La lettera del presidente del consiglio al corriere
«Piano bipartisan per la crescita»
La proposta di Berlusconi. Offerta a Bersani: agiamo insieme. Il presidente del Consiglio contro le elezioni

di SILVIO BERLUSCONI

Gentile direttore,
il suo giornale ha meritoriamente rilanciato la discussione sul debito pubblico mostruoso che ci ritroviamo sulle spalle da molti anni, sul suo costo oneroso in termini di interessi annuali a carico dello Stato e sull’ostacolo che questo gravame pone sulla via della crescita economica del Paese. Sono d’accordo con le conclusioni di Dario Di Vico, esposte domenica in un testo analitico molto apprezzabile che parte dalle due proposte di imposta patrimoniale, diversamente articolate, firmate il 22 dicembre e il 26 gennaio da Giuliano Amato e da Pellegrino Capaldo. Vorrei brevemente spiegare perché il no del governo e mio va al di là di una semplice preferenza negativa, «preferirei di no», ed esprime invece una irriducibile avversione strategica a quello strumento fiscale, in senso tecnico-finanziario e in senso politico.

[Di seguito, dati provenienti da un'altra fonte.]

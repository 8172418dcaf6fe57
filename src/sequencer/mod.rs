/// Core sequencer logic - pattern state and the persisted sequence store.
use serde::{Deserialize, Serialize};

use crate::storage::{SharedStorage, StorageError, SEQUENCES_KEY};

pub mod playback;

/// Steps per pattern.
pub const STEP_COUNT: usize = 20;
/// Highest intensity level of a step (levels run 0..=4).
pub const LEVEL_MAX: u8 = 4;
/// Step duration bounds, milliseconds.
pub const DURATION_MIN_MS: u64 = 500;
pub const DURATION_MAX_MS: u64 = 3000;
pub const DURATION_STEP_MS: u64 = 500;

/// One loopable vibration pattern: 20 steps, each holding an intensity
/// level in 0..=4, stepped every `duration` milliseconds.
#[derive(Debug, Clone, PartialEq, Eq, Serialize, Deserialize)]
pub struct Sequence {
    pub values: Vec<u8>,
    pub duration: u64,
}

impl Default for Sequence {
    fn default() -> Self {
        Self {
            values: vec![0; STEP_COUNT],
            duration: DURATION_MIN_MS,
        }
    }
}

impl Sequence {
    pub fn value_at(&self, step: usize) -> u8 {
        self.values.get(step).copied().unwrap_or(0)
    }

    pub fn set_value(&mut self, step: usize, level: u8) {
        if let Some(value) = self.values.get_mut(step) {
            *value = level.min(LEVEL_MAX);
        }
    }

    /// Normalized actuation strength for a step: level 0..=4 scaled to
    /// 0.0..=1.0.
    pub fn strength_at(&self, step: usize) -> f64 {
        f64::from(self.value_at(step)) / f64::from(LEVEL_MAX)
    }
}

/// Advances the play-head one step, wrapping at the pattern length.
pub fn next_step(step: usize) -> usize {
    (step + 1) % STEP_COUNT
}

/// Ordered collection of sequences, written back to storage in full on
/// every mutation. Index is identity: the UI addresses sequences by
/// position.
pub struct SequenceStore {
    sequences: Vec<Sequence>,
    storage: SharedStorage,
}

impl SequenceStore {
    /// Loads the persisted list, falling back to a single default sequence
    /// on first run or when the stored state cannot be parsed.
    pub fn load(storage: SharedStorage) -> Self {
        let sequences = match storage.lock().unwrap().get(SEQUENCES_KEY) {
            Some(text) => match serde_json::from_str(&text) {
                Ok(sequences) => sequences,
                Err(e) => {
                    tracing::warn!("discarding unreadable sequence list: {e}");
                    vec![Sequence::default()]
                }
            },
            None => vec![Sequence::default()],
        };
        Self { sequences, storage }
    }

    pub fn len(&self) -> usize {
        self.sequences.len()
    }

    pub fn is_empty(&self) -> bool {
        self.sequences.is_empty()
    }

    pub fn get(&self, index: usize) -> Option<&Sequence> {
        self.sequences.get(index)
    }

    pub fn iter(&self) -> impl Iterator<Item = &Sequence> {
        self.sequences.iter()
    }

    /// Appends a default sequence.
    pub fn add(&mut self) -> Result<(), StorageError> {
        self.sequences.push(Sequence::default());
        self.persist()
    }

    /// Deletes the sequence at `index`; out-of-range indices are ignored.
    pub fn remove(&mut self, index: usize) -> Result<(), StorageError> {
        if index < self.sequences.len() {
            self.sequences.remove(index);
        }
        self.persist()
    }

    /// Replaces the sequence at `index` wholesale.
    pub fn update(&mut self, index: usize, sequence: Sequence) -> Result<(), StorageError> {
        if let Some(slot) = self.sequences.get_mut(index) {
            *slot = sequence;
        }
        self.persist()
    }

    fn persist(&mut self) -> Result<(), StorageError> {
        let text = serde_json::to_string(&self.sequences)?;
        self.storage.lock().unwrap().set(SEQUENCES_KEY, &text)
    }
}

#[cfg(test)]
mod tests {
    use super::*;
    use crate::storage::{shared, MemoryStorage};
    use std::sync::Arc;

    #[test]
    fn test_default_sequence_shape() {
        let sequence = Sequence::default();
        assert_eq!(sequence.values, vec![0; STEP_COUNT]);
        assert_eq!(sequence.duration, DURATION_MIN_MS);
    }

    #[test]
    fn test_set_value_preserves_the_rest() {
        let mut sequence = Sequence::default();
        sequence.set_value(3, 4);
        for step in 0..STEP_COUNT {
            let expected = if step == 3 { 4 } else { 0 };
            assert_eq!(sequence.value_at(step), expected);
        }
        assert_eq!(sequence.duration, DURATION_MIN_MS);
    }

    #[test]
    fn test_set_value_clamps_level() {
        let mut sequence = Sequence::default();
        sequence.set_value(0, 9);
        assert_eq!(sequence.value_at(0), LEVEL_MAX);
    }

    #[test]
    fn test_strength_scaling() {
        let mut sequence = Sequence::default();
        sequence.set_value(0, 4);
        sequence.set_value(1, 2);
        assert_eq!(sequence.strength_at(0), 1.0);
        assert_eq!(sequence.strength_at(1), 0.5);
        assert_eq!(sequence.strength_at(2), 0.0);
    }

    #[test]
    fn test_play_head_cycles() {
        let mut step = 7;
        for _ in 0..STEP_COUNT {
            step = next_step(step);
        }
        assert_eq!(step, 7);
    }

    #[test]
    fn test_sequence_list_json_round_trip() {
        let mut sequence = Sequence::default();
        sequence.set_value(5, 3);
        sequence.duration = 1500;
        let list = vec![Sequence::default(), sequence];

        let text = serde_json::to_string(&list).unwrap();
        let parsed: Vec<Sequence> = serde_json::from_str(&text).unwrap();
        assert_eq!(parsed, list);
    }

    #[test]
    fn test_store_default_add_remove() {
        let mut store = SequenceStore::load(shared(MemoryStorage::new()));
        assert_eq!(store.len(), 1);
        assert_eq!(store.get(0), Some(&Sequence::default()));

        store.add().unwrap();
        assert_eq!(store.len(), 2);
        assert_eq!(store.get(0), store.get(1));

        let mut second = Sequence::default();
        second.set_value(0, 1);
        store.update(1, second.clone()).unwrap();

        store.remove(0).unwrap();
        assert_eq!(store.len(), 1);
        assert_eq!(store.get(0), Some(&second));
    }

    #[test]
    fn test_store_persists_every_mutation() {
        let storage = shared(MemoryStorage::new());

        let mut store = SequenceStore::load(Arc::clone(&storage));
        store.add().unwrap();
        let mut edited = Sequence::default();
        edited.set_value(10, 2);
        edited.duration = 2000;
        store.update(0, edited.clone()).unwrap();

        let reloaded = SequenceStore::load(storage);
        assert_eq!(reloaded.len(), 2);
        assert_eq!(reloaded.get(0), Some(&edited));
        assert_eq!(reloaded.get(1), Some(&Sequence::default()));
    }
}
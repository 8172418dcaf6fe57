/// Session state - ties the sequence store, playback clock and device
/// binding together so the GUI stays a thin view.
use std::sync::{Arc, Mutex};

use crate::device::{select_device, DeviceInfo, HapticOutput};
use crate::sequencer::playback::{PlaybackClock, PlaybackEvent};
use crate::sequencer::{Sequence, SequenceStore};
use crate::storage::{SharedStorage, StorageError, DEVICE_INDEX_KEY};

struct ActiveDevice {
    info: DeviceInfo,
    output: Box<dyn HapticOutput>,
}

pub struct Session {
    store: SequenceStore,
    storage: SharedStorage,
    clock: PlaybackClock,
    device: Option<ActiveDevice>,
    /// Index of the sequence whose clock is running. At most one.
    playing: Option<usize>,
    /// Per-sequence play-heads; kept across pause/resume, dropped on remove.
    playheads: Vec<usize>,
    /// Live copy of the playing sequence shared with the clock thread.
    live: Option<Arc<Mutex<Sequence>>>,
}

impl Session {
    pub fn new(storage: SharedStorage) -> Self {
        let store = SequenceStore::load(Arc::clone(&storage));
        let playheads = vec![0; store.len()];

        Self {
            store,
            storage,
            clock: PlaybackClock::new(),
            device: None,
            playing: None,
            playheads,
            live: None,
        }
    }

    pub fn sequence_count(&self) -> usize {
        self.store.len()
    }

    pub fn sequence(&self, index: usize) -> Option<&Sequence> {
        self.store.get(index)
    }

    pub fn playhead(&self, index: usize) -> usize {
        self.playheads.get(index).copied().unwrap_or(0)
    }

    pub fn playing(&self) -> Option<usize> {
        self.playing
    }

    pub fn device(&self) -> Option<&DeviceInfo> {
        self.device.as_ref().map(|device| &device.info)
    }

    pub fn stored_device_index(&self) -> Option<String> {
        self.storage.lock().unwrap().get(DEVICE_INDEX_KEY)
    }

    pub fn add_sequence(&mut self) -> Result<(), StorageError> {
        self.playheads.push(0);
        self.store.add()
    }

    pub fn remove_sequence(&mut self, index: usize) -> Result<(), StorageError> {
        if index >= self.store.len() {
            return Ok(());
        }

        match self.playing {
            Some(playing) if playing == index => {
                self.clock.stop();
                if let Some(device) = &self.device {
                    device.output.stop();
                }
                self.playing = None;
                self.live = None;
            }
            // Keep the same sequence playing when an earlier one goes away.
            Some(playing) if playing > index => self.playing = Some(playing - 1),
            _ => {}
        }

        self.playheads.remove(index);
        self.store.remove(index)
    }

    pub fn set_value(&mut self, index: usize, step: usize, level: u8) -> Result<(), StorageError> {
        let Some(mut sequence) = self.store.get(index).cloned() else {
            return Ok(());
        };
        sequence.set_value(step, level);
        self.update_sequence(index, sequence)
    }

    pub fn set_duration(&mut self, index: usize, duration: u64) -> Result<(), StorageError> {
        let Some(mut sequence) = self.store.get(index).cloned() else {
            return Ok(());
        };
        sequence.duration = duration;
        self.update_sequence(index, sequence)
    }

    fn update_sequence(&mut self, index: usize, sequence: Sequence) -> Result<(), StorageError> {
        if self.playing == Some(index) {
            if let Some(live) = &self.live {
                *live.lock().unwrap() = sequence.clone();
            }
        }
        self.store.update(index, sequence)
    }

    /// Starts playback on `index`, resuming from its remembered play-head.
    /// Any other running sequence loses its timer, but no stop command is
    /// sent to the device; only pause and remove do that.
    pub fn play(&mut self, index: usize) {
        if index >= self.store.len() || self.device.is_none() {
            return;
        }

        self.clock.stop();

        let live = Arc::new(Mutex::new(
            self.store.get(index).cloned().unwrap_or_default(),
        ));
        self.clock.start(Arc::clone(&live), self.playhead(index));
        self.live = Some(live);
        self.playing = Some(index);
    }

    /// Cancels the timer, then tells the device to stop, exactly once.
    pub fn pause(&mut self) {
        self.clock.stop();
        if let Some(device) = &self.device {
            device.output.stop();
        }
        self.playing = None;
        self.live = None;
    }

    pub fn toggle_play(&mut self, index: usize) {
        if self.playing == Some(index) {
            self.pause();
        } else {
            self.play(index);
        }
    }

    /// Binds the device named by `raw` if it parses and matches an entry in
    /// `devices`, persisting the index; otherwise a silent no-op. Returns
    /// whether a device was bound.
    pub fn select_device<F>(&mut self, raw: &str, devices: &[DeviceInfo], output_for: F) -> bool
    where
        F: FnOnce(&DeviceInfo) -> Box<dyn HapticOutput>,
    {
        let Some(info) = select_device(raw, devices) else {
            return false;
        };

        if let Err(e) = self
            .storage
            .lock()
            .unwrap()
            .set(DEVICE_INDEX_KEY, &info.index.to_string())
        {
            tracing::warn!("failed to persist device index: {e}");
        }

        self.device = Some(ActiveDevice {
            info: info.clone(),
            output: output_for(info),
        });
        true
    }

    /// Re-applies the last persisted selection against a fresh device list,
    /// so a previously chosen device re-binds on reconnect without user
    /// action.
    pub fn rebind_device<F>(&mut self, devices: &[DeviceInfo], output_for: F)
    where
        F: FnOnce(&DeviceInfo) -> Box<dyn HapticOutput>,
    {
        if let Some(stored) = self.stored_device_index() {
            self.select_device(&stored, devices, output_for);
        }
    }

    /// Drains clock ticks: moves the playing sequence's play-head and
    /// forwards the actuation strength to the bound device.
    pub fn pump(&mut self) {
        for event in self.clock.poll_events() {
            let PlaybackEvent::Tick { step, strength } = event;
            if let Some(playing) = self.playing {
                if let Some(playhead) = self.playheads.get_mut(playing) {
                    *playhead = step;
                }
                if let Some(device) = &self.device {
                    device.output.vibrate(strength);
                }
            }
        }
    }
}

#[cfg(test)]
mod tests {
    use super::*;
    use crate::storage::{shared, MemoryStorage};

    #[derive(Clone, Default)]
    struct RecordingOutput {
        vibrations: Arc<Mutex<Vec<f64>>>,
        stops: Arc<Mutex<usize>>,
    }

    impl RecordingOutput {
        fn stops(&self) -> usize {
            *self.stops.lock().unwrap()
        }
    }

    impl HapticOutput for RecordingOutput {
        fn vibrate(&self, strength: f64) {
            self.vibrations.lock().unwrap().push(strength);
        }

        fn stop(&self) {
            *self.stops.lock().unwrap() += 1;
        }
    }

    fn devices() -> Vec<DeviceInfo> {
        vec![DeviceInfo {
            index: 2,
            name: "test wand".to_string(),
        }]
    }

    fn bound_session() -> (Session, RecordingOutput) {
        let mut session = Session::new(shared(MemoryStorage::new()));
        let output = RecordingOutput::default();
        let handle = output.clone();
        let bound = session.select_device("2", &devices(), move |_| -> Box<dyn HapticOutput> {
            Box::new(handle)
        });
        assert!(bound);
        (session, output)
    }

    #[test]
    fn test_default_then_add_then_remove() {
        let mut session = Session::new(shared(MemoryStorage::new()));
        assert_eq!(session.sequence_count(), 1);
        assert_eq!(session.sequence(0), Some(&Sequence::default()));

        session.add_sequence().unwrap();
        assert_eq!(session.sequence_count(), 2);
        assert_eq!(session.sequence(0), session.sequence(1));

        session.set_value(1, 4, 3).unwrap();
        session.remove_sequence(0).unwrap();
        assert_eq!(session.sequence_count(), 1);
        assert_eq!(session.sequence(0).unwrap().value_at(4), 3);
    }

    #[test]
    fn test_select_device_garbage_is_noop() {
        let mut session = Session::new(shared(MemoryStorage::new()));
        let bound = session.select_device("abc", &devices(), |_| -> Box<dyn HapticOutput> {
            Box::new(RecordingOutput::default())
        });
        assert!(!bound);
        assert!(session.device().is_none());
        assert_eq!(session.stored_device_index(), None);
    }

    #[test]
    fn test_select_device_persists_index() {
        let (session, _) = bound_session();
        assert_eq!(session.device().map(|d| d.index), Some(2));
        assert_eq!(session.stored_device_index(), Some("2".to_string()));
    }

    #[test]
    fn test_rebind_uses_persisted_index() {
        let (mut session, _) = bound_session();
        session.device = None;

        session.rebind_device(&devices(), |_| -> Box<dyn HapticOutput> {
            Box::new(RecordingOutput::default())
        });
        assert_eq!(session.device().map(|d| d.index), Some(2));
    }

    #[test]
    fn test_play_requires_device() {
        let mut session = Session::new(shared(MemoryStorage::new()));
        session.play(0);
        assert_eq!(session.playing(), None);
    }

    #[test]
    fn test_pause_stops_device_once() {
        let (mut session, output) = bound_session();
        session.play(0);
        assert_eq!(session.playing(), Some(0));

        session.pause();
        assert_eq!(session.playing(), None);
        assert_eq!(output.stops(), 1);
    }

    #[test]
    fn test_switching_sequences_sends_no_stop() {
        let (mut session, output) = bound_session();
        session.add_sequence().unwrap();

        session.play(0);
        session.play(1);
        assert_eq!(session.playing(), Some(1));
        assert_eq!(output.stops(), 0);
    }

    #[test]
    fn test_edits_to_playing_sequence_reach_the_clock_copy() {
        let (mut session, _) = bound_session();
        session.play(0);

        session.set_value(0, 7, 3).unwrap();
        session.set_duration(0, 2500).unwrap();

        let live = session.live.as_ref().unwrap().lock().unwrap().clone();
        assert_eq!(live.value_at(7), 3);
        assert_eq!(live.duration, 2500);

        // Edits to a sequence that is not playing stay out of the copy.
        session.add_sequence().unwrap();
        session.set_value(1, 0, 4).unwrap();
        let live = session.live.as_ref().unwrap().lock().unwrap().clone();
        assert_eq!(live.value_at(0), 0);
    }

    #[test]
    fn test_removing_playing_sequence_stops_device() {
        let (mut session, output) = bound_session();
        session.play(0);

        session.remove_sequence(0).unwrap();
        assert_eq!(session.playing(), None);
        assert_eq!(session.sequence_count(), 0);
        assert_eq!(output.stops(), 1);
    }

    #[test]
    fn test_removing_earlier_sequence_keeps_later_playing() {
        let (mut session, output) = bound_session();
        session.add_sequence().unwrap();

        session.play(1);
        session.remove_sequence(0).unwrap();
        assert_eq!(session.playing(), Some(0));
        assert_eq!(output.stops(), 0);
    }

    #[test]
    fn test_state_survives_reload() {
        let storage = shared(MemoryStorage::new());

        let mut session = Session::new(Arc::clone(&storage));
        session.add_sequence().unwrap();
        session.set_duration(0, 1500).unwrap();
        drop(session);

        let session = Session::new(storage);
        assert_eq!(session.sequence_count(), 2);
        assert_eq!(session.sequence(0).unwrap().duration, 1500);
    }
}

Prima di tutto, se l’alternativa fosse tra un prelievo doloroso e una tantum sulla ricchezza privata e una poco credibile azione antidebito da «formichine», un gradualismo pigro e minimalista nei tagli alla spesa pubblica improduttiva e altri pannicelli caldi, staremmo veramente messi male. Ma non è così. L’alternativa è tra una «botta secca», ingiusta e inefficace sul lungo termine, e perciò deprimente per ogni prospettiva di investimento e di intrapresa privata, e la più grande «frustata» al cavallo dell’economia che la storia italiana ricordi. Il debito è una percentuale sul prodotto interno lordo, sulla nostra capacità di produrre ricchezza. Se questa capacità è asfittica o comunque insufficiente, quella percentuale di debito diventa ingombrante a dismisura. Ma se riusciamo a portare la crescita oltre il tre-quattro per cento in cinque anni, e i mercati capiscono che quella è la strada imboccata dall’Italia, Paese ancora assai forte, Paese esportatore, Paese che ha una grande riserva di energia, di capitali, di intelligenza e di lavoro a partire dal suo Mezzogiorno e non solo nel suo Nord europeo e altamente competitivo, l’aggressione vincente al debito e al suo costo annuale diventa, da subito, l’innesco di un lungo ciclo virtuoso.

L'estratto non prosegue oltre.